A patogênese da úlcera duodenal ainda é pouco compreendida. O conceito de uma alteração no equilíbrio entre fatores agressivos e protetores, que causa danos à membrana mucosa, é relevante. Os fatores agressivos incluem o fator ácido-péptico e a helicobacteriose pilórica, e os fatores protetores incluem o muco gástrico e duodenal (glicoproteínas, bicarbonatos, imunoglobulinas, etc.) e alta atividade reparadora da membrana mucosa, desde que haja suprimento sanguíneo adequado.

A maioria dos pesquisadores concorda que as diferenças individuais nos componentes da resistência natural permitem neutralizar ou reduzir a “agressividade” de um determinado fator de risco (predisposição genética, desequilíbrio entre fatores agressivos ou protetores), bem como inativar os efeitos de gatilhos que, isoladamente, não são capazes de levar ao desenvolvimento da doença ulcerosa péptica.

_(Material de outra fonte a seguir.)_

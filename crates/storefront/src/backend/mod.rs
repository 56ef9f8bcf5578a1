//! Segunda Mana REST backend client.
//!
//! The storefront reads the catalog and announcements, relays the visitor's
//! backend cart, and submits orders and contact messages. Every call has a
//! 30-second timeout and no retries.
//!
//! # Cart cookie relay
//!
//! The backend keys its cart by its own session cookie. The storefront keeps
//! that cookie in the visitor's storefront session as a [`CartCookie`] and
//! sends it with every cart and order request, absorbing any `Set-Cookie`
//! the backend answers with.

mod cart;
mod catalog;
mod cookie;
mod orders;

use std::sync::Arc;
use std::time::Duration;

use reqwest::{Client, RequestBuilder, Response, StatusCode};
use serde::de::DeserializeOwned;
use thiserror::Error;
use url::Url;

use segunda_mana_core::api;

pub use cart::AddToCart;
pub use cookie::CartCookie;
pub use orders::{ContactMessage, OrderSubmission, Receipt};

/// Outgoing request timeout.
const REQUEST_TIMEOUT: Duration = Duration::from_secs(30);

/// Errors from the REST backend.
#[derive(Debug, Error)]
pub enum BackendError {
    /// Transport failure or timeout.
    #[error("HTTP error: {0}")]
    Http(#[from] reqwest::Error),

    /// Non-2xx answer, reduced to its `message`.
    #[error("Backend returned {status}: {message}")]
    Api { status: u16, message: String },

    /// 401 from the backend.
    #[error("Unauthorized: {0}")]
    Unauthorized(String),

    /// The body did not have the expected shape.
    #[error("Decode error: {0}")]
    Decode(#[from] serde_json::Error),

    #[error("Invalid URL: {0}")]
    Url(#[from] url::ParseError),
}

impl BackendError {
    /// Text safe to show a visitor.
    #[must_use]
    pub fn user_message(&self) -> String {
        match self {
            Self::Api { message, .. } | Self::Unauthorized(message) => message.clone(),
            Self::Http(_) | Self::Decode(_) | Self::Url(_) => {
                api::GENERIC_ERROR_MESSAGE.to_string()
            }
        }
    }
}

/// Client for the REST backend.
///
/// Cheaply cloneable; the underlying `reqwest::Client` pools connections.
#[derive(Clone)]
pub struct BackendClient {
    inner: Arc<BackendClientInner>,
}

struct BackendClientInner {
    client: Client,
    base: Url,
}

impl std::fmt::Debug for BackendClient {
    fn fmt(&self, f: &mut std::fmt::Formatter<'_>) -> std::fmt::Result {
        f.debug_struct("BackendClient")
            .field("base", &self.inner.base.as_str())
            .finish_non_exhaustive()
    }
}

impl BackendClient {
    /// Create a client for the backend at `base`.
    ///
    /// # Errors
    ///
    /// Returns an error if the HTTP client cannot be built.
    pub fn new(mut base: Url) -> Result<Self, BackendError> {
        if !base.path().ends_with('/') {
            let path = format!("{}/", base.path());
            base.set_path(&path);
        }
        let client = Client::builder().timeout(REQUEST_TIMEOUT).build()?;
        Ok(Self {
            inner: Arc::new(BackendClientInner { client, base }),
        })
    }

    /// Resolve an endpoint path (no leading slash) against the base URL.
    fn url(&self, path: &str) -> Result<Url, BackendError> {
        Ok(self.inner.base.join(path)?)
    }

    fn get(&self, path: &str) -> Result<RequestBuilder, BackendError> {
        Ok(self.inner.client.get(self.url(path)?))
    }

    fn post(&self, path: &str) -> Result<RequestBuilder, BackendError> {
        Ok(self.inner.client.post(self.url(path)?))
    }
}

/// Turn a non-2xx response into a [`BackendError`].
async fn check(response: Response) -> Result<Response, BackendError> {
    let status = response.status();
    if status.is_success() {
        return Ok(response);
    }

    let body = response.text().await.unwrap_or_default();
    let message = api::error_message(&body);
    tracing::warn!(status = status.as_u16(), %message, "Backend request failed");

    if status == StatusCode::UNAUTHORIZED {
        Err(BackendError::Unauthorized(message))
    } else {
        Err(BackendError::Api {
            status: status.as_u16(),
            message,
        })
    }
}

/// Decode a JSON body.
async fn decode<T: DeserializeOwned>(response: Response) -> Result<T, BackendError> {
    let bytes = response.bytes().await?;
    Ok(serde_json::from_slice(&bytes)?)
}

#[cfg(test)]
#[allow(clippy::unwrap_used)]
mod tests {
    use super::*;

    #[test]
    fn test_base_url_gets_trailing_slash() {
        let client = BackendClient::new(Url::parse("http://api.local/v1").unwrap()).unwrap();
        assert_eq!(
            client.url("api/cart/get").unwrap().as_str(),
            "http://api.local/v1/api/cart/get"
        );

        let client = BackendClient::new(Url::parse("http://api.local").unwrap()).unwrap();
        assert_eq!(
            client.url("api/contact").unwrap().as_str(),
            "http://api.local/api/contact"
        );
    }

    #[test]
    fn test_user_message_hides_transport_details() {
        let err = BackendError::Api {
            status: 400,
            message: "Out of stock".to_string(),
        };
        assert_eq!(err.user_message(), "Out of stock");

        let err = BackendError::Decode(serde_json::from_str::<u8>("x").unwrap_err());
        assert_eq!(err.user_message(), "Something went wrong");
    }
}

Foi comprovado o papel significativo do desequilíbrio autonômico no desenvolvimento da úlcera péptica (provocação de alterações na homeostase, aumento da intensidade de fatores agressivos locais e diminuição das propriedades protetoras da barreira mucosa, hiper-hemocoagulação, diminuição da resistência imunológica e ativação da microflora local, motilidade prejudicada).

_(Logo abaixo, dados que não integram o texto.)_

//! Announcements, the activity log and daily collection sheets.

use reqwest::Method;
use reqwest::multipart::{Form, Part};
use serde_json::{Value, json};
use tracing::instrument;

use segunda_mana_core::api::extract_list;
use segunda_mana_core::{
    ActivityLog, Announcement, AnnouncementDraft, AnnouncementId, DailyCollection,
};

use super::{Authed, BackendError, decode, success_message};

const ANNOUNCEMENTS: &str = "api/admin/announcements";
const COLLECTION: &str = "api/admin/daily-collection";

/// The optional media file attached to a new announcement.
#[derive(Debug, Clone)]
pub struct AnnouncementUpload {
    pub file_name: String,
    pub content_type: String,
    pub bytes: Vec<u8>,
}

impl Authed<'_> {
    /// Every announcement, active or not.
    ///
    /// # Errors
    ///
    /// Returns an error if the request fails or the body is malformed.
    #[instrument(skip(self))]
    pub async fn announcements(&self) -> Result<Vec<Announcement>, BackendError> {
        self.get_list(ANNOUNCEMENTS, "announcements").await
    }

    /// Publish an announcement as multipart: title, label, HTML body and at
    /// most one media file.
    ///
    /// # Errors
    ///
    /// Returns an error if the backend rejects the upload.
    #[instrument(skip(self, draft, media), fields(title = %draft.title))]
    pub async fn add_announcement(
        &self,
        draft: AnnouncementDraft,
        media: Option<AnnouncementUpload>,
    ) -> Result<Option<String>, BackendError> {
        let mut form = Form::new()
            .text("title", draft.title)
            .text("label", draft.label)
            .text("body", draft.body);
        if let Some(media) = media {
            let part = Part::bytes(media.bytes)
                .file_name(media.file_name)
                .mime_str(&media.content_type)?;
            form = form.part("media", part);
        }

        let request = self
            .request(Method::POST, &format!("{ANNOUNCEMENTS}/add"))?
            .multipart(form);
        let response = Self::send(request).await?;
        Ok(success_message(response).await)
    }

    /// The backend deletes announcements with a bare POST to the item.
    ///
    /// # Errors
    ///
    /// Returns an error if the request fails.
    #[instrument(skip(self))]
    pub async fn delete_announcement(
        &self,
        id: &AnnouncementId,
    ) -> Result<Option<String>, BackendError> {
        self.send_empty(Method::POST, &format!("{ANNOUNCEMENTS}/{id}"))
            .await
    }

    /// # Errors
    ///
    /// Returns an error if the request fails.
    #[instrument(skip(self))]
    pub async fn set_announcement_active(
        &self,
        id: &AnnouncementId,
        active: bool,
    ) -> Result<Option<String>, BackendError> {
        self.send_json(
            Method::POST,
            &format!("{ANNOUNCEMENTS}/{id}/status"),
            &json!({ "active": active }),
        )
        .await
    }

    /// # Errors
    ///
    /// Returns an error if the request fails or the body is malformed.
    #[instrument(skip(self))]
    pub async fn activity(&self) -> Result<Vec<ActivityLog>, BackendError> {
        self.get_list("api/admin/activity", "logs").await
    }

    /// Branch names that have saved sheets.
    ///
    /// # Errors
    ///
    /// Returns an error if the request fails or the body is malformed.
    #[instrument(skip(self))]
    pub async fn collection_branches(&self) -> Result<Vec<String>, BackendError> {
        self.get_list(COLLECTION, "branches").await
    }

    /// # Errors
    ///
    /// Returns an error if the backend rejects the sheet.
    #[instrument(skip(self, sheet), fields(branch = %sheet.branch, date = %sheet.date))]
    pub async fn save_collection(
        &self,
        sheet: &DailyCollection,
    ) -> Result<Option<String>, BackendError> {
        self.send_json(Method::POST, COLLECTION, sheet).await
    }

    /// Sheets saved for one branch on one date.
    ///
    /// # Errors
    ///
    /// Returns an error if the request fails or the body is malformed.
    #[instrument(skip(self))]
    pub async fn collections_for(
        &self,
        branch: &str,
        date: &str,
    ) -> Result<Vec<DailyCollection>, BackendError> {
        let mut url = self.client.url(COLLECTION)?;
        url.query_pairs_mut()
            .append_pair("branch", branch)
            .append_pair("date", date);
        let response = Self::send(self.request_url(Method::GET, url)).await?;
        let body: Value = decode(response).await?;
        Ok(extract_list(body, "records")?)
    }
}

Antecedentes orgânicos residuais e/ou situações psicotraumáticas (depressão), por meio do aumento do tônus do sistema nervoso parassimpático, levam à hipersecreção gástrica e à formação de uma úlcera no duodeno. Por sua vez, a evolução prolongada da úlcera duodenal contribui para a formação de distúrbios psicoemocionais, incluindo depressão e progressão de distúrbios vegetativos no sistema serotoninérgico, agravando o curso do processo patológico. A formação de úlceras é promovida tanto pela vagotonia (pela estimulação da secreção gástrica) quanto pela simpaticotonia (microcirculação prejudicada na parede do órgão).

A hiperplasia congênita das células G produtoras de gastrina no antro do estômago e do duodeno contribui para a hipergastrinemia e a hipersecreção gástrica, com subsequente formação de um defeito ulcerativo no duodeno.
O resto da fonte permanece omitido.